In the early ’70s, 1973 to be exact, when my mother was 13 years old, she enrolled at the Carcross Community School, an alternative boarding school up north in the Yukon Territory. Despite its location and near-total isolation, the community was part of a radical education movement sweeping North America. Like hundreds of other free schools across the continent, Carcross emphasized unmediated experience above instruction and authority. Governed by a democracy that put students and teachers on equal footing (some even dated), the school’s goal was to inspire students to participate in the running of their own lives. Academic subjects were taught rather informally. The math teacher was said to have settled the distasteful issue of grades by throwing darts at a board marked with appropriate letters.

My mother’s tales of her time at Carcross became distilled for me over the years into two vivid images. The decision-making process required endless meetings, as the quest for unanimity always does; one afternoon my mother and a small gang of pranksters, the Wooden Plank Committee, refused to say a word, pulling their cheeks wide, spoofing the convocation for a laugh. Hunting wasn’t a regular activity, in contrast to the assemblies, but this didn’t stop Mom from recalling the affair of skinning a giant, freshly killed caribou in gory detail, leaving me with the indelible image of a fallen beast surrounded by wild, long-haired children.

The school had its limitations and hypocrisies, yet these and other tales were always recounted with great fondness. And Carcross’s educational ethos left a tremendous mark on my mother, in her glimpse of the theories and practice of radical pedagogy—a current seemingly forgotten in North America by the time my siblings and I reached school age in the 1980s.

Because the Yukon offered little entertainment or opportunity beyond this odd school, it wasn’t long before my mother hitchhiked to Winnipeg, where she eventually met my father, who as a small child had been subjected to strict elementary schooling in Bermuda. Grandpa worked as an immigration officer for the United States, and by the time he was transferred with his family to Canada Dad was years ahead academically, enough to win the title of Manitoba’s official math “whiz” in a competition. He enrolled in university at the tender age of 14, lingering as an undergraduate for over a decade, avoiding the draft and indulging his two passions: music and chemistry.

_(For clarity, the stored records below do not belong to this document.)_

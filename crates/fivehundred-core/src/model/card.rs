use crate::model::rank::Rank;
use crate::model::suit::Suit;
use core::fmt;

/// A single card. The suit is `None` exactly when the rank is the Joker.
#[derive(Debug, Clone, Copy, PartialEq, Eq, Hash)]
pub struct Card {
    pub rank: Rank,
    pub suit: Option<Suit>,
}

impl Card {
    pub const fn new(rank: Rank, suit: Suit) -> Self {
        Self {
            rank,
            suit: Some(suit),
        }
    }

    pub const fn joker() -> Self {
        Self {
            rank: Rank::Joker,
            suit: None,
        }
    }

    pub const fn is_joker(self) -> bool {
        matches!(self.rank, Rank::Joker)
    }

    /// The Joker carries no suit and counts as not-red rather than erroring.
    pub const fn is_red(self) -> bool {
        match self.suit {
            Some(suit) => suit.is_red(),
            None => false,
        }
    }
}

impl fmt::Display for Card {
    fn fmt(&self, f: &mut fmt::Formatter<'_>) -> fmt::Result {
        match self.suit {
            Some(suit) => write!(f, "{} of {}", self.rank, suit),
            None => f.write_str("Joker"),
        }
    }
}
use crate::model::card::Card;
use crate::model::rank::Rank;
use crate::model::suit::Suit;
use rand::SeedableRng;
use rand::rngs::StdRng;
use rand::seq::SliceRandom;

pub const DECK_SIZE: usize = 43;

#[derive(Debug, Clone)]
pub struct Deck {
    cards: Vec<Card>,
}

impl Deck {
    /// The canonical unshuffled sequence: rank-major, suit-minor. Fours exist
    /// only in the red suits and the single Joker fills its own rank slot.
    /// Each call yields an independent, identical 43-card sequence.
    pub fn canonical_cards() -> impl Iterator<Item = Card> {
        Rank::ORDERED.iter().copied().flat_map(|rank| {
            let suits: &'static [Suit] = match rank {
                Rank::Joker => &[],
                Rank::Four => &Suit::RED,
                _ => &Suit::ALL,
            };
            suits
                .iter()
                .map(move |&suit| Card::new(rank, suit))
                .chain(matches!(rank, Rank::Joker).then(Card::joker))
        })
    }

    pub fn standard() -> Self {
        let mut cards = Vec::with_capacity(DECK_SIZE);
        cards.extend(Self::canonical_cards());
        Self { cards }
    }

    pub fn shuffled<R: rand::Rng + ?Sized>(rng: &mut R) -> Self {
        let mut deck = Self::standard();
        deck.shuffle_in_place(rng);
        deck
    }

    pub fn shuffled_with_seed(seed: u64) -> Self {
        let mut rng = StdRng::seed_from_u64(seed);
        Self::shuffled(&mut rng)
    }

    pub fn shuffle_in_place<R: rand::Rng + ?Sized>(&mut self, rng: &mut R) {
        self.cards.shuffle(rng);
    }

    pub fn cards(&self) -> &[Card] {
        &self.cards
    }

    pub fn len(&self) -> usize {
        self.cards.len()
    }

    pub fn is_empty(&self) -> bool {
        self.cards.is_empty()
    }
}
use core::fmt;

/// Session lifecycle states. `Initial` exists only while a session is being
/// constructed; a freshly built `Session` is already in the main menu.
#[derive(Debug, Clone, Copy, PartialEq, Eq)]
pub enum SessionState {
    Initial,
    MainMenu,
    RunningGame,
    GameOver,
    Quit,
}

impl SessionState {
    pub const fn as_str(self) -> &'static str {
        match self {
            SessionState::Initial => "Initial",
            SessionState::MainMenu => "MainMenu",
            SessionState::RunningGame => "RunningGame",
            SessionState::GameOver => "GameOver",
            SessionState::Quit => "Quit",
        }
    }
}

impl fmt::Display for SessionState {
    fn fmt(&self, f: &mut fmt::Formatter<'_>) -> fmt::Result {
        f.write_str(self.as_str())
    }
}

#[derive(Debug, Clone, Copy, PartialEq, Eq)]
pub enum SessionInput {
    StartGame,
    FinishGame,
    ReturnToMenu,
    QuitGame,
}

impl SessionInput {
    pub const fn as_str(self) -> &'static str {
        match self {
            SessionInput::StartGame => "StartGame",
            SessionInput::FinishGame => "FinishGame",
            SessionInput::ReturnToMenu => "ReturnToMenu",
            SessionInput::QuitGame => "QuitGame",
        }
    }
}

impl fmt::Display for SessionInput {
    fn fmt(&self, f: &mut fmt::Formatter<'_>) -> fmt::Result {
        f.write_str(self.as_str())
    }
}

/// Decision returned by the menu prompt collaborator.
#[derive(Debug, Clone, Copy, PartialEq, Eq)]
pub enum MenuChoice {
    Play,
    Quit,
}

#[derive(Debug, Clone, Copy, PartialEq, Eq)]
pub struct InvalidTransition {
    pub state: SessionState,
    pub input: SessionInput,
}

impl fmt::Display for InvalidTransition {
    fn fmt(&self, f: &mut fmt::Formatter<'_>) -> fmt::Result {
        write!(f, "input {} is not valid in state {}", self.input, self.state)
    }
}

impl std::error::Error for InvalidTransition {}

/// The entry actions of the session states, injected so round play,
/// prompting, and shutdown stay pluggable.
pub trait SessionIo {
    /// Main-menu prompt. Implementations re-prompt until they can return a
    /// definite choice; the machine never sees raw input.
    fn main_menu(&mut self) -> MenuChoice;

    /// Plays one round; returning signals the round is complete.
    fn play_round(&mut self);

    /// Presents the end-of-round summary.
    fn round_summary(&mut self);

    /// Invoked once on entering the terminal state.
    fn shutdown(&mut self);
}

/// Deterministic finite-state machine for one play session. Each
/// (state, input) pair has at most one transition; everything else is an
/// `InvalidTransition`, never a silent no-op.
#[derive(Debug, Clone)]
pub struct Session {
    state: SessionState,
}

impl Session {
    /// Builds a session and performs the Initial → MainMenu self-transition,
    /// so `Initial` is never observable from outside.
    pub fn new() -> Self {
        Self {
            state: SessionState::MainMenu,
        }
    }

    pub fn state(&self) -> SessionState {
        self.state
    }

    pub fn is_finished(&self) -> bool {
        self.state == SessionState::Quit
    }

    pub fn apply(&mut self, input: SessionInput) -> Result<SessionState, InvalidTransition> {
        let next = match (self.state, input) {
            (SessionState::MainMenu, SessionInput::StartGame) => SessionState::RunningGame,
            (SessionState::MainMenu, SessionInput::QuitGame) => SessionState::Quit,
            (SessionState::RunningGame, SessionInput::FinishGame) => SessionState::GameOver,
            (SessionState::GameOver, SessionInput::ReturnToMenu) => SessionState::MainMenu,
            (state, input) => return Err(InvalidTransition { state, input }),
        };
        self.state = next;
        Ok(next)
    }

    /// Drives the machine until it quits, invoking the entry action of each
    /// state and feeding the resulting input back in.
    pub fn run<I: SessionIo>(&mut self, io: &mut I) -> Result<(), InvalidTransition> {
        loop {
            match self.state {
                SessionState::Initial => self.state = SessionState::MainMenu,
                SessionState::MainMenu => {
                    let input = match io.main_menu() {
                        MenuChoice::Play => SessionInput::StartGame,
                        MenuChoice::Quit => SessionInput::QuitGame,
                    };
                    self.apply(input)?;
                }
                SessionState::RunningGame => {
                    io.play_round();
                    self.apply(SessionInput::FinishGame)?;
                }
                SessionState::GameOver => {
                    io.round_summary();
                    self.apply(SessionInput::ReturnToMenu)?;
                }
                SessionState::Quit => {
                    io.shutdown();
                    return Ok(());
                }
            }
        }
    }
}

impl Default for Session {
    fn default() -> Self {
        Self::new()
    }
}
use super::table::{SEATS, Table};
use serde::{Deserialize, Serialize};

/// JSON snapshot of a table. Hands are not persisted: restoring replays the
/// seeded shuffle stream, so the next deal matches what the original table
/// would have dealt.
#[derive(Debug, Clone, Serialize, Deserialize, PartialEq)]
pub struct TableSnapshot {
    pub seed: u64,
    pub rounds_dealt: u32,
    pub player_names: [String; SEATS],
}

impl TableSnapshot {
    pub fn capture(table: &Table) -> Self {
        TableSnapshot {
            seed: table.seed(),
            rounds_dealt: table.rounds_dealt(),
            player_names: table.player_names(),
        }
    }

    pub fn restore(self) -> Table {
        Table::with_seed_rounds(self.player_names, self.seed, self.rounds_dealt)
    }

    pub fn to_json(table: &Table) -> serde_json::Result<String> {
        let snapshot = Self::capture(table);
        serde_json::to_string_pretty(&snapshot)
    }

    pub fn from_json(json: &str) -> serde_json::Result<Self> {
        serde_json::from_str(json)
    }
}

After I was born we moved to the States, first to Tucson, Arizona—about as far from the Yukon as a person can get—so my dad could work on a PhD in pharmacology. I remember some happy kindergarten afternoons spent playing in a sandbox. The next year, when I was enrolled in a class split between first and second graders, the teacher suggested I move up a year in math. Though my parents were game, the principal informed them that this would be unacceptable; every teacher for the rest of my academic career would have to accommodate me, and that was too much to ask. After that meeting, I never had to go to school again. I still recall my surprise and sense of good fortune. It wasn’t that I hated school, but it was a bother, each day duller than the one before. Beyond that, I don’t remember what my mother assures me of—that over the next few weeks she tried diligently to continue a school curriculum at home, instructing me according to lesson plans while I, obstinate, refused to follow along. I must have assumed I won the battle. In reality my mother simply let it go. She had met a group of homeschooling families hanging out at a local park who showed her the magazine Growing Without Schooling and introduced her to books by John Holt. The parents were intelligent and easygoing, their kids curious and creative.

Those families in the park passed on a framework and vocabulary for an educational philosophy my parents held intuitively. Neither Mom nor Dad had been subjected to the conventional climb from kindergarten through twelfth grade and on to college. My mother’s countercultural upbringing and my father’s nerdy precocity colluded to keep us at home. So, unlike the vast majority of our peers, my siblings and I slept late and never knew what day of the week it was. We were never tested, graded, or told to memorize dates, facts, or figures. We were “unschoolers.”